Which lines in the records below hold the word "when"? Copy each of them.

--

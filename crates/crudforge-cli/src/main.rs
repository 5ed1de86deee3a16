//! # Crudforge CLI
//!
//! Layered CRUD scaffolding from a schema manifest.
//!
//! ## Startup sequence
//!
//! 1. Parse CLI arguments (clap handles `--help` / `--version` early-exit).
//! 2. Initialise the tracing subscriber (logging).
//! 3. Load configuration (file + env + defaults).
//! 4. Build the [`OutputManager`].
//! 5. Dispatch to the appropriate command handler.
//! 6. Translate any [`CliError`] into a user-facing message and exit code.
//!
//! ## Exit codes
//!
//! | Code | Meaning                 |
//! |------|-------------------------|
//! |  0   | Success                 |
//! |  1   | Internal / system error |
//! |  2   | User / input error      |
//! |  3   | Resource not found      |
//! |  4   | Configuration error     |

use std::process::ExitCode;

use clap::Parser;
use tracing::{debug, info, instrument};

use crate::{
    cli::{Cli, Commands},
    config::AppConfig,
    error::{CliError, CliResult},
    logging::init_logging,
    output::OutputManager,
};

mod cli;
mod commands;
mod config;
mod error;
mod logging;
mod manifest;
mod output;

fn main() -> ExitCode {
    // Load .env before anything else — including tracing init.
    // Silently ignored if .env doesn't exist (production deployments
    // use real environment variables, not .env files).
    let _ = dotenvy::dotenv();

    // ── 1. Parse arguments ────────────────────────────────────────────────
    // clap handles --help / --version and exits automatically; errors here
    // are argument-parse failures (exit 2).
    let cli = match Cli::try_parse() {
        Ok(cli) => cli,
        Err(e) => {
            // Render clap's own error (already user-friendly) and exit 2.
            eprintln!("{}", e.render().ansi());
            return ExitCode::from(2);
        }
    };

    // ── 2. Initialise tracing ─────────────────────────────────────────────
    if let Err(e) = init_logging(&cli.global) {
        eprintln!("Failed to initialise logging: {e}");
        return ExitCode::from(1);
    }

    debug!(
        verbose = cli.global.verbose,
        quiet = cli.global.quiet,
        no_color = cli.global.no_color,
        "CLI started"
    );

    // ── 3. Load configuration ─────────────────────────────────────────────
    let config = match AppConfig::load(cli.global.config.as_ref()) {
        Ok(cfg) => cfg,
        Err(e) => {
            tracing::error!("Failed to load configuration: {e:#}");
            return ExitCode::from(4);
        }
    };

    // ── 4. Build output manager ───────────────────────────────────────────
    let output = OutputManager::new(&cli.global, &config);

    // ── 5. Dispatch + 6. Error handling ──────────────────────────────────
    match run(cli, config, output) {
        Ok(()) => {
            info!("Crudforge completed successfully");
            ExitCode::SUCCESS
        }
        Err(e) => handle_error(e),
    }
}

/// Dispatch to the correct command handler.
#[instrument(skip_all)]
fn run(cli: Cli, config: AppConfig, output: OutputManager) -> CliResult<()> {
    match cli.command {
        Commands::Generate(cmd) => commands::generate::execute(cmd, cli.global, config, output),
        Commands::Project(cmd) => commands::project::execute(cmd, cli.global, config, output),
        Commands::All(cmd) => commands::all::execute(cmd, cli.global, config, output),
        Commands::Init(cmd) => commands::init::execute(cmd, cli.global, output),
        Commands::Completions(cmd) => commands::completions::execute(cmd),
    }
}

/// Translate a `CliError` into a user message and an appropriate exit code.
///
/// This is the single place where structured errors become human-readable
/// output and OS exit codes — the format/suggestion machinery in `CliError`
/// is all exercised here.
fn handle_error(err: CliError) -> ExitCode {
    // 1. Emit a structured log event at the right severity.
    err.log();

    // 2. Print a user-friendly message.  We write directly to stderr so the
    //    message appears even when stdout is redirected.
    //
    //    Colour is disabled when stderr is not a TTY (same logic as logging.rs).
    let verbose = false;
    let msg = if std::io::IsTerminal::is_terminal(&std::io::stderr()) {
        err.format_colored(verbose)
    } else {
        err.format_plain(verbose)
    };
    eprint!("{msg}");

    ExitCode::from(err.exit_code())
}

// ── tests ─────────────────────────────────────────────────────────────────────

#[cfg(test)]
mod tests {
    use super::*;
    use clap::CommandFactory;

    #[test]
    fn cli_structure_is_valid() {
        // Clap's internal consistency check — catches missing values, conflicts, etc.
        Cli::command().debug_assert();
    }

    #[test]
    fn cli_version_matches_cargo() {
        let cmd = Cli::command();
        assert_eq!(cmd.get_version(), Some(env!("CARGO_PKG_VERSION")));
    }

    #[test]
    fn cli_has_author() {
        let cmd = Cli::command();
        assert!(cmd.get_author().is_some());
    }
}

--

**Output of the exercise:**
    //    message appears even when stdout is redirected.
    //    Colour is disabled when stderr is not a TTY (same logic as logging.rs).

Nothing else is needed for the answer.